Creating Sthira and Sukha – Sweet Space
More important than the perfect posture is how we feel in body, breath and mind. There should be a harmony in our practice. Patanjali talks about the concept of sthira and sukha. Sthira is about steadiness and alertness within a posture while sukha is the comfort of the posture. Both these qualities should be present to the same degree. The inhalation tends to be associated with stirham and the exhalation with sukham. But both sthira and sukha are essential – one is never sacrificed for the other. What this means in practical terms, is that there should never be any tension or restriction within any movement. If we push or try to get into a fixed or rigid posture, we may actually reinforce unhelpful samskaras which further stress the body. So yoga should be about light, but conscious endeavour – our practice is focused but never forced. Remember that asana is about freeing the whole system so the practice should be energising and not tiring. People with ME tend to be very flexible but they have poor muscle tone and little strength – so we have to be very careful not to push them to hyper-extend in a posture.
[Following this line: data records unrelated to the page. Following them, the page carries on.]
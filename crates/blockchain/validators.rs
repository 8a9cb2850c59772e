//! The consensus-rule predicate bundle consumed by the block executor.
//!
//! Each validator is a pure check: it either passes or names the rule
//! that failed. The defaults implement the Yellow Paper rules; callers
//! can swap in their own (e.g. to add full proof-of-work seal checks,
//! which are outside the execution engine).

use crate::error::InvalidTransactionError;
use ethereum_types::Address;
use hearth_common::{
    constants::MAX_OMMER_DEPTH,
    errors::InvalidBlockError,
    types::{
        compute_ommers_hash, compute_transactions_root, validate_block_header, AccountState,
        Block, BlockHeader, ChainConfig, Transaction,
    },
};
use hearth_storage::Store;
use std::collections::HashSet;

pub trait BlockHeaderValidator: Send + Sync {
    fn validate(
        &self,
        header: &BlockHeader,
        parent: &BlockHeader,
        config: &ChainConfig,
    ) -> Result<(), InvalidBlockError>;
}

pub trait BlockValidator: Send + Sync {
    /// Header/body consistency: the header commits to exactly this body.
    fn validate(&self, block: &Block) -> Result<(), InvalidBlockError>;
}

pub trait OmmersValidator: Send + Sync {
    fn validate(
        &self,
        block: &Block,
        store: &Store,
        config: &ChainConfig,
    ) -> Result<(), InvalidBlockError>;
}

pub trait SignedTransactionValidator: Send + Sync {
    #[allow(clippy::too_many_arguments)]
    fn validate(
        &self,
        tx: &Transaction,
        sender: Address,
        sender_account: &AccountState,
        header: &BlockHeader,
        config: &ChainConfig,
        accumulated_gas: u64,
    ) -> Result<(), InvalidTransactionError>;
}

pub struct Validators {
    pub block_header_validator: Box<dyn BlockHeaderValidator>,
    pub block_validator: Box<dyn BlockValidator>,
    pub ommers_validator: Box<dyn OmmersValidator>,
    pub signed_transaction_validator: Box<dyn SignedTransactionValidator>,
}

impl Default for Validators {
    fn default() -> Self {
        Self {
            block_header_validator: Box::new(DefaultBlockHeaderValidator),
            block_validator: Box::new(DefaultBlockValidator),
            ommers_validator: Box::new(DefaultOmmersValidator),
            signed_transaction_validator: Box::new(DefaultSignedTransactionValidator),
        }
    }
}

pub struct DefaultBlockHeaderValidator;

impl BlockHeaderValidator for DefaultBlockHeaderValidator {
    fn validate(
        &self,
        header: &BlockHeader,
        parent: &BlockHeader,
        config: &ChainConfig,
    ) -> Result<(), InvalidBlockError> {
        validate_block_header(header, parent, config)
    }
}

pub struct DefaultBlockValidator;

impl BlockValidator for DefaultBlockValidator {
    fn validate(&self, block: &Block) -> Result<(), InvalidBlockError> {
        if compute_transactions_root(&block.body.transactions) != block.header.transactions_root {
            return Err(InvalidBlockError::TransactionsRootMismatch);
        }
        if compute_ommers_hash(&block.body.ommers) != block.header.ommers_hash {
            return Err(InvalidBlockError::OmmersHashMismatch);
        }
        Ok(())
    }
}

pub struct DefaultOmmersValidator;

impl OmmersValidator for DefaultOmmersValidator {
    /// YP §11.1: at most two ommers, each the child of one of the six
    /// most recent ancestors, itself a valid header, not an ancestor and
    /// not already included.
    fn validate(
        &self,
        block: &Block,
        store: &Store,
        config: &ChainConfig,
    ) -> Result<(), InvalidBlockError> {
        if block.body.ommers.is_empty() {
            return Ok(());
        }
        if block.body.ommers.len() > 2 {
            return Err(InvalidBlockError::TooManyOmmers);
        }

        // Collect up to six ancestors, their headers, and every ommer
        // those ancestors already included.
        let mut ancestors = Vec::new();
        let mut included = HashSet::new();
        let mut cursor = block.header.parent_hash;
        for _ in 0..MAX_OMMER_DEPTH {
            let Ok(Some(header)) = store.get_block_header(cursor) else {
                break;
            };
            if let Ok(Some(body)) = store.get_block_body(cursor) {
                for ommer in &body.ommers {
                    included.insert(ommer.compute_block_hash());
                }
            }
            let parent = header.parent_hash;
            ancestors.push((cursor, header));
            if parent.is_zero() {
                break;
            }
            cursor = parent;
        }
        let ancestor_hashes: HashSet<_> = ancestors.iter().map(|(hash, _)| *hash).collect();

        let mut seen = HashSet::new();
        for ommer in &block.body.ommers {
            let ommer_hash = ommer.compute_block_hash();
            if ancestor_hashes.contains(&ommer_hash) {
                return Err(InvalidBlockError::OmmerIsAncestor);
            }
            if included.contains(&ommer_hash) || !seen.insert(ommer_hash) {
                return Err(InvalidBlockError::OmmerAlreadyIncluded);
            }

            // The ommer's parent must be one of the ancestors (so the
            // ommer sits at depth 1..=6), and the ommer header must be
            // valid against it.
            let Some((_, ommer_parent)) = ancestors
                .iter()
                .find(|(hash, _)| *hash == ommer.parent_hash)
            else {
                return Err(InvalidBlockError::OmmerUnrelated);
            };
            validate_block_header(ommer, ommer_parent, config)
                .map_err(|err| InvalidBlockError::InvalidOmmerHeader(err.to_string()))?;
        }
        Ok(())
    }
}

pub struct DefaultSignedTransactionValidator;

impl SignedTransactionValidator for DefaultSignedTransactionValidator {
    fn validate(
        &self,
        tx: &Transaction,
        _sender: Address,
        sender_account: &AccountState,
        header: &BlockHeader,
        config: &ChainConfig,
        accumulated_gas: u64,
    ) -> Result<(), InvalidTransactionError> {
        // Chain binding: a chain-bound signature must match our chain id
        // and is only acceptable once EIP-155 is active.
        if let Some(chain_id) = tx.chain_id() {
            if !config.is_eip155_activated(header.number) {
                return Err(InvalidTransactionError::PrematureChainBinding);
            }
            if chain_id != config.chain_id {
                return Err(InvalidTransactionError::WrongChainId);
            }
        }

        if tx.nonce != sender_account.nonce {
            return Err(InvalidTransactionError::NonceMismatch {
                expected: sender_account.nonce,
                got: tx.nonce,
            });
        }

        let fork = config.fork(header.number);
        if tx.gas < tx.intrinsic_gas(fork) {
            return Err(InvalidTransactionError::IntrinsicGasTooLow);
        }

        let upfront_cost = tx
            .upfront_cost()
            .ok_or(InvalidTransactionError::UpfrontCostOverflow)?;
        if sender_account.balance < upfront_cost {
            return Err(InvalidTransactionError::InsufficientBalance);
        }

        let block_gas_left = header.gas_limit.saturating_sub(accumulated_gas);
        if tx.gas > block_gas_left {
            return Err(InvalidTransactionError::BlockGasLimitExceeded);
        }
        Ok(())
    }
}
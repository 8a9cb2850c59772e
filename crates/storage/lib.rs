mod error;
mod store;

pub use error::StoreError;
pub use store::Store;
“Think of the breath as your friend.” – TKV Desikachar
Breath awareness and breathing practices should always be approached very gently as they are potentially very powerful. People experiencing stress burn out/ME/CFS often have entrenched breathing patterns which exacerbate their experience (shallow, fast, inhale dominant). Bringing awareness to and beginning to change these patterns can, if not done slowly and gently, cause stress and anxiety as well as physiological changes which can bring about unwelcome sensations. Recalling Dhirga Sukshma (YS 250) which encourages us to cultivate a smooth, even breath which brings about ‘great peace’ (suksma) it is the resulting experience which is important not having a prescribed length of breath. We can think of the breath as an offering – Isvara Pranidhana (YS 1:23). Desikachar, one of the great yoga masters of the 20th century said that the breath takes us closer to purusha – (ie to the present moment, to ‘I Am That’). So the purpose of pranayama is to quieten the mind so that we may inhabit the present fully.
It is very important that the breath should never be forced – if we push the limits, we harm ourselves and are no longer practicing ahimsa – non-violence or kindness towards ourselves.’